What to produce:
Where the records below have a line with "message", that line is to be copied.

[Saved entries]
---*---

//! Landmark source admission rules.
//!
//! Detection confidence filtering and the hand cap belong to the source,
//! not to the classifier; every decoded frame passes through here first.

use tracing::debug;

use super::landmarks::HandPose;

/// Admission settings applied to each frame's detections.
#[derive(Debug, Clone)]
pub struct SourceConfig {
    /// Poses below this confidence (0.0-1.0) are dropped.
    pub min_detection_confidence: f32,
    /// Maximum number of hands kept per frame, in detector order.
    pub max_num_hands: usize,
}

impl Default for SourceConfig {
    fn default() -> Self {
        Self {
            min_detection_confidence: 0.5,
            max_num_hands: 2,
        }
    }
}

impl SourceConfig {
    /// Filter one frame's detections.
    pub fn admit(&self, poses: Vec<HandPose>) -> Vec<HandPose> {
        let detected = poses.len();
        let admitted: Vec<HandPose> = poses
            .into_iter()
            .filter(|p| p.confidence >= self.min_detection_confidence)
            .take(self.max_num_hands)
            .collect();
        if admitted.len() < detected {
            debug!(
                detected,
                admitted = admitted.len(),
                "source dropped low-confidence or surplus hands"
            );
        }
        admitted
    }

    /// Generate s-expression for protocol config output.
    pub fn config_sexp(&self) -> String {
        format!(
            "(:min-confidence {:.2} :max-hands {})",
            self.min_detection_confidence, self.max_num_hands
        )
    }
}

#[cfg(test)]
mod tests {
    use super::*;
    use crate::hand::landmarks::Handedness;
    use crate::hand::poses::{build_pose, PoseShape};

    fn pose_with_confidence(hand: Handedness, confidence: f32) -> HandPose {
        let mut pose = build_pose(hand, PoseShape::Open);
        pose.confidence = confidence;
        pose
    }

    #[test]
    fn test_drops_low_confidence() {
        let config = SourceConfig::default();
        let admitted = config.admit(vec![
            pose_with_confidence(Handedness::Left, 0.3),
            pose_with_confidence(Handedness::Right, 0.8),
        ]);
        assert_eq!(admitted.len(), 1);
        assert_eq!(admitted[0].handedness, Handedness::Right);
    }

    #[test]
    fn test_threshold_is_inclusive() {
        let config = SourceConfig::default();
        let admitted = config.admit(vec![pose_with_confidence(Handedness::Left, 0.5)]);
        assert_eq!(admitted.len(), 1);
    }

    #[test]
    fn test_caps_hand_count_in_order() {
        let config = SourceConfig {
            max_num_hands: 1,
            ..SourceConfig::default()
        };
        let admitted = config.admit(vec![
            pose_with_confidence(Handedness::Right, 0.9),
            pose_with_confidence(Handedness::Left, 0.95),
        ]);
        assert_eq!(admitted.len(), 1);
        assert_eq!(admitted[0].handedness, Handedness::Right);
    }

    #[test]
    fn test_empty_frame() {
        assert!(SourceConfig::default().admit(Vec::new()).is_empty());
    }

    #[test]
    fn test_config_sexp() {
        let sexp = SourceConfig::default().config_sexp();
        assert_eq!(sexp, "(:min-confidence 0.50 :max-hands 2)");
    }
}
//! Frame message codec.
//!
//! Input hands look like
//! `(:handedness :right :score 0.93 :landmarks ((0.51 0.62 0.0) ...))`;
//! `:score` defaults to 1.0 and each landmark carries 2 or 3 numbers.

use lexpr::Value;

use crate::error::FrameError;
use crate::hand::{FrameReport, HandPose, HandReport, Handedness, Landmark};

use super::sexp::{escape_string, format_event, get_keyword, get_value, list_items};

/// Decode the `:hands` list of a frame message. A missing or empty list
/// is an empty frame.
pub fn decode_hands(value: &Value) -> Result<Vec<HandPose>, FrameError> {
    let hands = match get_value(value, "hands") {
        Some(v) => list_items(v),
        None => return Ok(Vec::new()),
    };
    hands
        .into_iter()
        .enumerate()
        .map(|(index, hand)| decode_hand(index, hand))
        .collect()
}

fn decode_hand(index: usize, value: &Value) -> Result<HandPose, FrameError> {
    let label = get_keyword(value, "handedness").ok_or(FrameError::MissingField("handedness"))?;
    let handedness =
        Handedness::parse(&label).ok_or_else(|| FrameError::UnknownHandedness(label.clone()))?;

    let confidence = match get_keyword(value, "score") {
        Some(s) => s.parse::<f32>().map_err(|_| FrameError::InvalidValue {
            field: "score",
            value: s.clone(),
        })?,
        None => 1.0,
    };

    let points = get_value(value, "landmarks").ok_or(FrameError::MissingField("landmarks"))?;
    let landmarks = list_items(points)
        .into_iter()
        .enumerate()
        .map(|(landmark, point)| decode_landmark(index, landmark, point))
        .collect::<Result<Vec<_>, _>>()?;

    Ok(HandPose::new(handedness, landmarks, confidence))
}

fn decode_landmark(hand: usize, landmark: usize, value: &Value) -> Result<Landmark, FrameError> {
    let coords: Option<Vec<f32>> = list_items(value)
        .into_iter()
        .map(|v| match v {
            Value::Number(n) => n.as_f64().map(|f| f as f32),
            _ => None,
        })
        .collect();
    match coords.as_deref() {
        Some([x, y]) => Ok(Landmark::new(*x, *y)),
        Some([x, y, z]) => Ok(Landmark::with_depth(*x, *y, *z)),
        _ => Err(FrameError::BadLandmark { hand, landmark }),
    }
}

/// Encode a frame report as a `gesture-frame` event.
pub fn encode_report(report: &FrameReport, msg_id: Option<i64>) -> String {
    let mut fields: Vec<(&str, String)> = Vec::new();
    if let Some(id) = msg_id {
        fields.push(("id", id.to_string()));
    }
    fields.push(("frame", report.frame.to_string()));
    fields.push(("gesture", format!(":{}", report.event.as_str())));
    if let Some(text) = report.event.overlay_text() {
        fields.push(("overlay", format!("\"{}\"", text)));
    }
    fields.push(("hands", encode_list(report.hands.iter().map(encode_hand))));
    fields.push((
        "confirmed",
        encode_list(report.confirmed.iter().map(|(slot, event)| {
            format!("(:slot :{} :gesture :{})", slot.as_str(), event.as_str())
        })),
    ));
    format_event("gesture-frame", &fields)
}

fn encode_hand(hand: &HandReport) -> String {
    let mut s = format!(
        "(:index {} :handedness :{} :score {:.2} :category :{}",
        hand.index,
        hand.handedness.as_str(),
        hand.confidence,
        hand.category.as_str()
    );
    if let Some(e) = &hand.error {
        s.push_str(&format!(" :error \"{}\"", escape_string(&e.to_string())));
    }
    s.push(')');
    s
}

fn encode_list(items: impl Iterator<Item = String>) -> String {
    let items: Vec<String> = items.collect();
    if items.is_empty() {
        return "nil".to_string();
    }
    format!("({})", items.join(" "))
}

---*---

Solution to this exercise:
//! Frame message codec.
/// Decode the `:hands` list of a frame message. A missing or empty list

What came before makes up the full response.